### Exercise
For every line in the records below that holds "match", make a copy.

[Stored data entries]
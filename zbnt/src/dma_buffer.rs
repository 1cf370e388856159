//! The ring buffer the DMA engine streams measurements into

use crate::mmio::Region;
use kstring::KString;

#[derive(Debug, Clone)]
pub struct DmaBuffer {
    name: KString,
    region: Region,
    phys_addr: u64,
}

impl DmaBuffer {
    #[must_use]
    pub fn new(name: impl Into<KString>, region: Region, phys_addr: u64) -> Self {
        Self {
            name: name.into(),
            region,
            phys_addr,
        }
    }

    #[must_use]
    pub fn name(&self) -> &str {
        &self.name
    }

    /// Bus address the DMA engine writes to
    #[must_use]
    pub fn phys_addr(&self) -> u64 {
        self.phys_addr
    }

    #[must_use]
    pub fn size(&self) -> usize {
        self.region.len()
    }

    /// Copy `[start, end)` out of the buffer. Out of range bounds are clamped to the buffer size.
    #[must_use]
    pub fn read(&self, start: usize, end: usize) -> Vec<u8> {
        let end = end.min(self.size());
        if start >= end {
            return vec![];
        }
        self.region.copy_out(start, end - start)
    }
}

#[cfg(test)]
mod tests {
    use super::*;
    use crate::mmio::HeapMemory;

    #[test]
    fn test_read() {
        let mem = HeapMemory::zeroed(16);
        let region = mem.region();
        region.write_bytes(0, &(0..16).collect::<Vec<u8>>());
        let buf = DmaBuffer::new("dmabuf0", region, 0x1000_0000);
        assert_eq!(buf.size(), 16);
        assert_eq!(buf.read(3, 6), [3, 4, 5]);
        assert_eq!(buf.read(14, 100), [14, 15]);
        assert!(buf.read(6, 3).is_empty());
    }
}
//! The client protocol on top of a device: discovery, property access and measurement runs.
//!
//! While a run is active the DMA engine streams measurement records into the ring buffer and
//! raises an interrupt whenever a message ends or the buffer wraps. [`Session::drain_dma`] relays
//! the new bytes to the client as they are, keeping the tail of the buffer after a wrap so the
//! stream the client sees has no gaps and no repeats.

use crate::{
    backend::Backend,
    codec::encode_str,
    cores::{
        dma::IRQ_MEM_END,
        HardwareCore,
    },
    device::Device,
    encode_all,
    error::{
        Error,
        Result,
    },
    messages::{
        MessageId,
        MessageSink,
        PropertyId,
    },
    settings::Timing,
};
use num_traits::FromPrimitive;
use std::{
    thread,
    time::{
        Duration,
        Instant,
    },
};
use tracing::{
    debug,
    error,
    info,
    warn,
};

/// Index clients use to address the timer
const TIMER_ADDRESS: u8 = 0xFF;

#[derive(Debug, Default)]
struct RunState {
    running: bool,
    /// Where the next read of the ring buffer starts
    last_dma_idx: usize,
    /// Tail of the buffer left over by the last wrap, sent ahead of the next read
    pending: Vec<u8>,
}

#[derive(Debug)]
pub struct Session<B: Backend, S: MessageSink> {
    device: Device<B>,
    sink: S,
    timing: Timing,
    hello: bool,
    run: RunState,
}

impl<B: Backend, S: MessageSink> Session<B, S> {
    #[must_use]
    pub fn new(device: Device<B>, sink: S, timing: Timing) -> Self {
        Self {
            device,
            sink,
            timing,
            hello: false,
            run: RunState::default(),
        }
    }

    #[must_use]
    pub fn device(&self) -> &Device<B> {
        &self.device
    }

    pub fn device_mut(&mut self) -> &mut Device<B> {
        &mut self.device
    }

    #[must_use]
    pub fn sink(&self) -> &S {
        &self.sink
    }

    pub fn sink_mut(&mut self) -> &mut S {
        &mut self.sink
    }

    #[must_use]
    pub fn timing(&self) -> &Timing {
        &self.timing
    }

    #[must_use]
    pub fn is_running(&self) -> bool {
        self.run.running
    }

    /// A new client attached, it has to say hello before anything else
    pub fn client_connected(&mut self) {
        self.hello = false;
    }

    pub fn client_disconnected(&mut self) {
        self.hello = false;
        if self.run.running {
            info!("Client left during a run");
            if let Err(e) = self.stop_run() {
                error!(error = %e, "Failed to stop the run");
            }
        }
    }

    /// Act on a message from the client
    pub fn handle_message(&mut self, id: u16, payload: &[u8]) {
        let Some(id) = MessageId::from_u16(id) else {
            debug!(id, "Ignoring unknown message");
            return;
        };
        if id == MessageId::Hello {
            self.on_hello();
            return;
        }
        if !self.hello {
            debug!(?id, "Ignoring message sent before hello");
            return;
        }
        match id {
            MessageId::ProgramPl => self.on_program_pl(payload),
            MessageId::RunStart => self.start_run(),
            MessageId::RunStop => {
                if let Err(e) = self.stop_run() {
                    error!(error = %e, "Failed to stop the run");
                }
            }
            MessageId::SetProperty => self.on_set_property(payload),
            MessageId::GetProperty => self.on_get_property(payload),
            _ => {}
        }
    }

    fn on_hello(&mut self) {
        if self.hello {
            return;
        }
        self.hello = true;
        let mut list = vec![];
        for name in self.device.catalog().names() {
            encode_str(&mut list, name);
        }
        self.sink.send_message(MessageId::Hello, &list);
        self.send_program_pl(true);
    }

    /// Report the outcome of a bitstream load with the cores now present
    fn send_program_pl(&mut self, ok: bool) {
        let mut msg = vec![u8::from(ok)];
        encode_str(
            &mut msg,
            self.device.active_bitstream().unwrap_or_default(),
        );
        self.device.announce(&mut msg);
        self.sink.send_message(MessageId::ProgramPl, &msg);
    }

    fn on_program_pl(&mut self, payload: &[u8]) {
        if payload.len() < 3 {
            return;
        }
        let len = usize::from(u16::from_le_bytes([payload[0], payload[1]]));
        let name = &payload[2..(2 + len).min(payload.len())];
        let name = String::from_utf8_lossy(name);
        let ok = match self.program_pl(&name) {
            Ok(()) => true,
            Err(e) => {
                error!(bitstream = %name, error = %e, "Failed to load bitstream");
                false
            }
        };
        self.send_program_pl(ok);
    }

    /// Stop any run and load `name`
    /// # Errors
    /// Returns an error if the bitstream fails to load
    pub fn program_pl(&mut self, name: &str) -> Result<()> {
        if self.run.running {
            if let Err(e) = self.stop_run() {
                warn!(error = %e, "Run didn't stop cleanly before loading a bitstream");
            }
        }
        self.run = RunState::default();
        self.device.load_bitstream(name)
    }

    fn on_set_property(&mut self, payload: &[u8]) {
        if payload.len() < 3 {
            return;
        }
        let (index, raw_prop, value) = (payload[0], u16::from_le_bytes([payload[1], payload[2]]), &payload[3..]);
        let ok = match (PropertyId::from_u16(raw_prop), self.device.core_mut(index)) {
            (Some(prop), Some(core)) => core
                .set_property(prop, value)
                .map_err(|e| debug!(index, ?prop, error = %e, "Property write rejected"))
                .is_ok(),
            _ => false,
        };
        let mut msg = vec![];
        encode_all!(&mut msg, index, raw_prop, u8::from(ok));
        msg.extend_from_slice(value);
        self.sink.send_message(MessageId::SetProperty, &msg);
    }

    fn on_get_property(&mut self, payload: &[u8]) {
        if payload.len() < 3 {
            return;
        }
        let (index, raw_prop, params) = (payload[0], u16::from_le_bytes([payload[1], payload[2]]), &payload[3..]);
        let value = match (PropertyId::from_u16(raw_prop), self.device.core(index)) {
            (Some(prop), Some(core)) => core
                .get_property(prop, params)
                .map_err(|e| debug!(index, ?prop, error = %e, "Property read rejected"))
                .ok(),
            _ => None,
        };
        let mut msg = vec![];
        encode_all!(&mut msg, index, raw_prop, u8::from(value.is_some()));
        msg.extend_from_slice(params);
        msg.extend(value.unwrap_or_default());
        self.sink.send_message(MessageId::GetProperty, &msg);
    }

    /// Start streaming measurements, does nothing if a run is active
    pub fn start_run(&mut self) {
        if self.run.running {
            return;
        }
        let Some(dma) = self.device.dma() else {
            warn!("No DMA engine, can't start a run");
            return;
        };
        dma.start_transfer();
        if self.sink.client_available() {
            self.sink.send_message(MessageId::RunStart, &[]);
        }
        self.run.running = true;
        info!("Run started");
    }

    /// Stop the active run: drain the DMA FIFO, reset the timer and report overflow counts. A FIFO
    /// that doesn't drain in time doesn't stop the rest of the teardown.
    /// # Errors
    /// Returns an error if the DMA FIFO didn't drain
    pub fn stop_run(&mut self) -> Result<()> {
        if !self.run.running {
            return Ok(());
        }
        let mut outcome = Ok(());

        if let Some(timer) = self.device.timer() {
            timer.set_running(false);
        }
        if let Some(dma) = self.device.dma() {
            dma.flush_fifo();
        }
        let start = Instant::now();
        loop {
            thread::sleep(self.timing.flush_poll());
            self.check_interrupt();
            if self.device.dma().map_or(true, |d| d.is_fifo_empty()) {
                break;
            }
            if start.elapsed() > self.timing.flush_timeout() {
                let timeout = self.timing.flush_timeout();
                warn!(?timeout, "DMA FIFO didn't drain");
                outcome = Err(Error::Unresponsive {
                    what: "DMA FIFO",
                    timeout,
                });
                break;
            }
        }
        if let Some(dma) = self.device.dma() {
            dma.stop_transfer();
            if self.device.wait_for_interrupt(Duration::ZERO) {
                self.device.clear_interrupts(dma.active_interrupts());
            }
        }

        let settle = self.timing.timer_settle();
        if let Some(timer) = self.device.timer_mut() {
            let max = timer.maximum_time();
            timer.set_reset(true);
            thread::sleep(settle);
            timer.set_reset(false);
            timer.set_maximum_time(max);
        }

        if self.sink.client_available() {
            for core in self.device.cores() {
                if let Ok(value) = core.get_property(PropertyId::OverflowCount, &[]) {
                    #[allow(clippy::cast_possible_truncation)]
                    let index = core.index() as u8;
                    let mut msg = vec![];
                    encode_all!(&mut msg, index, PropertyId::OverflowCount as u16, 1u8);
                    msg.extend(value);
                    self.sink.send_message(MessageId::GetProperty, &msg);
                }
            }
            self.sink.send_message(MessageId::RunStop, &[]);
        }

        self.run.running = false;
        info!("Run stopped");
        outcome
    }

    /// Relay new DMA data if the interrupt fired. Returns whether it did.
    pub fn check_interrupt(&mut self) -> bool {
        if !self.device.wait_for_interrupt(Duration::ZERO) {
            return false;
        }
        self.drain_dma();
        true
    }

    /// Relay the data the DMA engine wrote since the last call and clear its interrupts. Called
    /// once the interrupt line has fired.
    pub fn drain_dma(&mut self) {
        let (Some(dma), Some(buffer)) = (self.device.dma(), self.device.dma_buffer()) else {
            return;
        };
        let size = buffer.size();
        let msg_end = usize::try_from(dma.last_message_end())
            .unwrap_or(size)
            .min(size);
        let irq = dma.active_interrupts();
        let last = self.run.last_dma_idx;

        if self.sink.client_available() {
            // The engine wrapped without a memory end interrupt in between
            let end = if msg_end >= last { msg_end } else { size };
            self.sink.send_bytes(&self.run.pending);
            self.sink.send_bytes(&buffer.read(last, end));
        }

        self.run.pending.clear();
        self.run.last_dma_idx = msg_end;
        if irq & IRQ_MEM_END != 0 {
            self.run.last_dma_idx = 0;
            if msg_end != size {
                self.run.pending = buffer.read(msg_end, size);
            }
        }
        self.device.clear_interrupts(irq);
    }

    /// Stop the run once the timer reaches its limit
    /// # Errors
    /// Returns an error if the run had to be stopped and didn't stop cleanly
    pub fn poll_timer(&mut self) -> Result<()> {
        if !self.run.running || self.device.dma().is_none() {
            return Ok(());
        }
        let expired = self
            .device
            .timer()
            .is_some_and(|t| t.current_time() >= t.maximum_time());
        if expired {
            debug!("Time limit reached");
            return self.stop_run();
        }
        Ok(())
    }
}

### Worked solution
        match id {
        let ok = match self.program_pl(&name) {
        let ok = match (PropertyId::from_u16(raw_prop), self.device.core_mut(index)) {
        let value = match (PropertyId::from_u16(raw_prop), self.device.core(index)) {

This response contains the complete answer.